TASK INPUTS
┌──

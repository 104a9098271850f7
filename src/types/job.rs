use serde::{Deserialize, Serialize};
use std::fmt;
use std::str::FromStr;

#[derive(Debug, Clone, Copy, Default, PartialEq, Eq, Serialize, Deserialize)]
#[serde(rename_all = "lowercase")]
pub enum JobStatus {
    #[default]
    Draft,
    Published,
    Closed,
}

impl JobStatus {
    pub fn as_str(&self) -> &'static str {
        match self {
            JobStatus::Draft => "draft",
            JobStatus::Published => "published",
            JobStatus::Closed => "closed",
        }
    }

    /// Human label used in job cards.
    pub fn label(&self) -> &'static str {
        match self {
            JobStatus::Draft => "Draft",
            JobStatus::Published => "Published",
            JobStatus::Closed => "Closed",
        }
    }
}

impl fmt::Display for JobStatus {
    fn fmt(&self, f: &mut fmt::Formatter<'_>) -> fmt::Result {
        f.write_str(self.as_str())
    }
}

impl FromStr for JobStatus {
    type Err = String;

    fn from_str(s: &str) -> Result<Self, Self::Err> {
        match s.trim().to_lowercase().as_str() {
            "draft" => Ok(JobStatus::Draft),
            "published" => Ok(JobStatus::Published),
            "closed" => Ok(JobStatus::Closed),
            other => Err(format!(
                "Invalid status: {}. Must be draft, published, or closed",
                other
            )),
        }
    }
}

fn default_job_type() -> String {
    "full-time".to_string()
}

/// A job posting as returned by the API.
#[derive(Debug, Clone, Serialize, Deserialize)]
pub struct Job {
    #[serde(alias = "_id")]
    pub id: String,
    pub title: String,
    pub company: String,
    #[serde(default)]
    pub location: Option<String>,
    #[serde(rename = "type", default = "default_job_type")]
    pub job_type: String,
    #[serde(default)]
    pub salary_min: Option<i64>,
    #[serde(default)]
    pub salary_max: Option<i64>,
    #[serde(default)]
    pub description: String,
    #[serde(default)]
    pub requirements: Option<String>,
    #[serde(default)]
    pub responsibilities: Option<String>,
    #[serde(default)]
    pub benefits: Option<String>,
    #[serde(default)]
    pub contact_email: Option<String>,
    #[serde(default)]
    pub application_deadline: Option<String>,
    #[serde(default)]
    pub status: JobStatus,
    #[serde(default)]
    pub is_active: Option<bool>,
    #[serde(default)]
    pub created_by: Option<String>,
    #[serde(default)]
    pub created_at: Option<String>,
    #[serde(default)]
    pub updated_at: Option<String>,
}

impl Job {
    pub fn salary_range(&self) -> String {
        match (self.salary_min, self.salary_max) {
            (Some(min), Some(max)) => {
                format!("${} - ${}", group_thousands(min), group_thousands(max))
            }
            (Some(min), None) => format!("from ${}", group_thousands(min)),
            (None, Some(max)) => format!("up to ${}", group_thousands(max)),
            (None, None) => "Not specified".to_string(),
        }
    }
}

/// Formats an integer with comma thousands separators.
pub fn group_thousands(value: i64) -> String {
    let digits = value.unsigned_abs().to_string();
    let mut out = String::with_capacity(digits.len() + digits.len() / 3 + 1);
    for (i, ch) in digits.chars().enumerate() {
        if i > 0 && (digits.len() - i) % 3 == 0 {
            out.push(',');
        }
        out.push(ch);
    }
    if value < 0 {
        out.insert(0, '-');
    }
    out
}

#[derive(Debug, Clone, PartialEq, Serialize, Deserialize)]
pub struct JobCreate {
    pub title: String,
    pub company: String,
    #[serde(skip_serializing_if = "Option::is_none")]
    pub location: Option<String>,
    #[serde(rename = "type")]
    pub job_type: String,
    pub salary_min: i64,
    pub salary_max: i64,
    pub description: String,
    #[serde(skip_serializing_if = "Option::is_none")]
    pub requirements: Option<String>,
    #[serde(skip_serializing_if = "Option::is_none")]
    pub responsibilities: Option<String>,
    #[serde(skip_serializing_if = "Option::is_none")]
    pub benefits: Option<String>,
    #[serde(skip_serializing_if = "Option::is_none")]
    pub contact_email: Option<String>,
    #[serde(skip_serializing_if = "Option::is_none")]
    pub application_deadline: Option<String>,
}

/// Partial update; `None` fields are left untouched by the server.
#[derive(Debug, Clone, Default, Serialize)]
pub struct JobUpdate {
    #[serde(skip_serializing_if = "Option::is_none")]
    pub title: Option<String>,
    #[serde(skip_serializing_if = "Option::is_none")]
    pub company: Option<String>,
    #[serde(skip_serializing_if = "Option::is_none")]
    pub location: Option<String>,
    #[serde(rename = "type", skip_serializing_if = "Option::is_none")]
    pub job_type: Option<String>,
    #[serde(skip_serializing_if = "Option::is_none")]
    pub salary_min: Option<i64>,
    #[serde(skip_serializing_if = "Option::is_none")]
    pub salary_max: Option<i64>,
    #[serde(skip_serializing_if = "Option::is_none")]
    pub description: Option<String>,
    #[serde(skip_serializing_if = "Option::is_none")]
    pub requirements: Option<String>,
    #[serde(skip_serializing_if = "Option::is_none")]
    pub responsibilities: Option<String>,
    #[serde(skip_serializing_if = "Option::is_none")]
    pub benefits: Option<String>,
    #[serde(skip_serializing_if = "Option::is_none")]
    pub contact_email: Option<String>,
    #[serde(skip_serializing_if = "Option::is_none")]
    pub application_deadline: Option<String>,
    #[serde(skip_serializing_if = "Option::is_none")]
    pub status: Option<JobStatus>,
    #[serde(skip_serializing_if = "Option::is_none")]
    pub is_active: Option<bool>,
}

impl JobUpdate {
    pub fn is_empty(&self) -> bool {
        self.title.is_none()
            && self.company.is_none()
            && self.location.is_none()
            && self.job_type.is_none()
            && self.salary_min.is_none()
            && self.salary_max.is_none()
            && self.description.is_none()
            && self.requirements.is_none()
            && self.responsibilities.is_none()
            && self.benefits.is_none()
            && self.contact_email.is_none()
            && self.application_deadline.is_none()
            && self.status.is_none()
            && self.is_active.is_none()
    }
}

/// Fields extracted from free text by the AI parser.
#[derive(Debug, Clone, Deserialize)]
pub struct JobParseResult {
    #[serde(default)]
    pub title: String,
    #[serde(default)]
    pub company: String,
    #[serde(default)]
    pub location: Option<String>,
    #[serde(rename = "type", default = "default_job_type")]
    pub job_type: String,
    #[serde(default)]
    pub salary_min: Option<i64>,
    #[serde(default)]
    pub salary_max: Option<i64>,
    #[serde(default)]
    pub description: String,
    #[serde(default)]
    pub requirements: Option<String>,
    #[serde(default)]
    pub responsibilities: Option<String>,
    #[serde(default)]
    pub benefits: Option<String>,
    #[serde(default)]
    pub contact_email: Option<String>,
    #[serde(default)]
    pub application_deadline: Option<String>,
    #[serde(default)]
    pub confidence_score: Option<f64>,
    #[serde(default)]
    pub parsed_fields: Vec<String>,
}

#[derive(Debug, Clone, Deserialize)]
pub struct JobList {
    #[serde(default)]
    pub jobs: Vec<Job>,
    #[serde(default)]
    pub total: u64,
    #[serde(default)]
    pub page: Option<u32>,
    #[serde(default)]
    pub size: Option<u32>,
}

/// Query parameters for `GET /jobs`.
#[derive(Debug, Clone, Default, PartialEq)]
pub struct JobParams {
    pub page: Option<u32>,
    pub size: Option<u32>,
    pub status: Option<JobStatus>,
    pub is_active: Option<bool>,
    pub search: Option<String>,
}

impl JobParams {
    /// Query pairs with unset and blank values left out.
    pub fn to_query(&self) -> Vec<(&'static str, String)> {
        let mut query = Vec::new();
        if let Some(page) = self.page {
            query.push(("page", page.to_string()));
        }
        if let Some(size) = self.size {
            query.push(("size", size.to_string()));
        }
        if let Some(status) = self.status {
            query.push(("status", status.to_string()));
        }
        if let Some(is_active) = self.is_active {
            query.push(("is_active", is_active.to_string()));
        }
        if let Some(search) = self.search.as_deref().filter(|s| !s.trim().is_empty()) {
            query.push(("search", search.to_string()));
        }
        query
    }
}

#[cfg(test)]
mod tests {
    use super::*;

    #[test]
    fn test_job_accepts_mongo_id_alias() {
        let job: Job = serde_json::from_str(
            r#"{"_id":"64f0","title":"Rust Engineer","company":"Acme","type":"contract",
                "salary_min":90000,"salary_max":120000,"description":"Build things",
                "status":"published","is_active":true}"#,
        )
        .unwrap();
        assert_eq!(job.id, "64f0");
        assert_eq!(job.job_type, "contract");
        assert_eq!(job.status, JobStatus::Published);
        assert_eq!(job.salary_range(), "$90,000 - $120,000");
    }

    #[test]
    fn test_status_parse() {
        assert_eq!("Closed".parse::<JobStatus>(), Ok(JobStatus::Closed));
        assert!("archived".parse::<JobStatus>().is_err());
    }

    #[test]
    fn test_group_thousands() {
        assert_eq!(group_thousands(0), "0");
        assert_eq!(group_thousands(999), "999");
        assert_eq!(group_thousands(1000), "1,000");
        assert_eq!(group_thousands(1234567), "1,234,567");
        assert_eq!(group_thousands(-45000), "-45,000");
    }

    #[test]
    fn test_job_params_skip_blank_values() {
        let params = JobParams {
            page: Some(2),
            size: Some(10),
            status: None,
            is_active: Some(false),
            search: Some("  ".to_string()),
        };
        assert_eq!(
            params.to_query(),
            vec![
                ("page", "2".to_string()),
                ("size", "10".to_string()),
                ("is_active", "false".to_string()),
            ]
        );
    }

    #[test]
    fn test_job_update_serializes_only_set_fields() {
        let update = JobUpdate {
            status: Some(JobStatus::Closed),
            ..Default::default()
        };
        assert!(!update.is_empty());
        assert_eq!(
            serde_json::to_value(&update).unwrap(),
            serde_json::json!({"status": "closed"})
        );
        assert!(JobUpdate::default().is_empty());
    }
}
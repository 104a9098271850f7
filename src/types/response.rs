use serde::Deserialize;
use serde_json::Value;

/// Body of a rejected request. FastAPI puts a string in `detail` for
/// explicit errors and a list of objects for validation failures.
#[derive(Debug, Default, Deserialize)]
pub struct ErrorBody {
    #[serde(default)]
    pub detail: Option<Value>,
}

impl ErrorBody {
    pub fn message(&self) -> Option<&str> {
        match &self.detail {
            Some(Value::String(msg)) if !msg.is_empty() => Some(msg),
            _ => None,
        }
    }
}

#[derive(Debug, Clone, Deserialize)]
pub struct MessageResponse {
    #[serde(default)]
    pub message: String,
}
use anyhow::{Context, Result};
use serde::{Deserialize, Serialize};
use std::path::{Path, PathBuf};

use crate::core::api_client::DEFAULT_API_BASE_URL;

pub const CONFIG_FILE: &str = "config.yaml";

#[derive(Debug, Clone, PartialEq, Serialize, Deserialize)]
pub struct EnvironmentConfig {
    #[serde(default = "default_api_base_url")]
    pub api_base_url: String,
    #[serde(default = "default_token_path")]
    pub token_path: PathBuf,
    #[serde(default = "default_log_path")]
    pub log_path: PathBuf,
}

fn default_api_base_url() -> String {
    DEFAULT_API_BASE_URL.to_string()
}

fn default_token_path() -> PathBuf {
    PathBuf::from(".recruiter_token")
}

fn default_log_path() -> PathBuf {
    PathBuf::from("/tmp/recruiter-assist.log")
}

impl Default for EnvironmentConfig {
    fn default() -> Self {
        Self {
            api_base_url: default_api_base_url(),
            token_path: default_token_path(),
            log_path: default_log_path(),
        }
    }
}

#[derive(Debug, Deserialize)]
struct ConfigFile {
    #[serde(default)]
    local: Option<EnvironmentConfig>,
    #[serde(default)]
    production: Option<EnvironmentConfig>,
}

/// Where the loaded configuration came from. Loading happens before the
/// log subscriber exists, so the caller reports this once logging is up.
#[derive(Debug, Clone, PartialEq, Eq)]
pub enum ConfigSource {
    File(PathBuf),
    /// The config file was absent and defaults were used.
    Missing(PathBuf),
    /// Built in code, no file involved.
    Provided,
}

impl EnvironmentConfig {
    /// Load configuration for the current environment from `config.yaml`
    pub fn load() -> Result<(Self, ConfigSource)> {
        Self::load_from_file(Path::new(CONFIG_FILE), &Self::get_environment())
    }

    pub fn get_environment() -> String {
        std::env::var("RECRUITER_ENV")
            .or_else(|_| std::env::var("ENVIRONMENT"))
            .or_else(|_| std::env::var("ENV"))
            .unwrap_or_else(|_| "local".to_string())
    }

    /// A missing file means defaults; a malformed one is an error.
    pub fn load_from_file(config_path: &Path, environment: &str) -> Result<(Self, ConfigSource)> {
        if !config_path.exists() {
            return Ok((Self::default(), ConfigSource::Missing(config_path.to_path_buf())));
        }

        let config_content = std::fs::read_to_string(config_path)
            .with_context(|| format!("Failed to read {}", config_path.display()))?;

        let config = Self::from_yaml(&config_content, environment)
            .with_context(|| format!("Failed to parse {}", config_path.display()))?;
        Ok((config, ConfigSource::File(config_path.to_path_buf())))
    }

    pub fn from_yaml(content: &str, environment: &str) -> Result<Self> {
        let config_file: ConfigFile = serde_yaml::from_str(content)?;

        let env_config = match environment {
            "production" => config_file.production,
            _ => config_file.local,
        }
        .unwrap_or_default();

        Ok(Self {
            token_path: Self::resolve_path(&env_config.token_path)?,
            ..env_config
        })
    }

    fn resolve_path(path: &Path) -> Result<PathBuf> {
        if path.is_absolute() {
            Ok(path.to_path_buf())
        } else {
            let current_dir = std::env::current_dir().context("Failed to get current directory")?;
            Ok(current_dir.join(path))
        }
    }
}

└──

PROBLEM STATEMENT
Copy all lines of the preceding data that hold the word "types".

TASK ANSWER
filename src/types/job.rs
filename src/types/response.rs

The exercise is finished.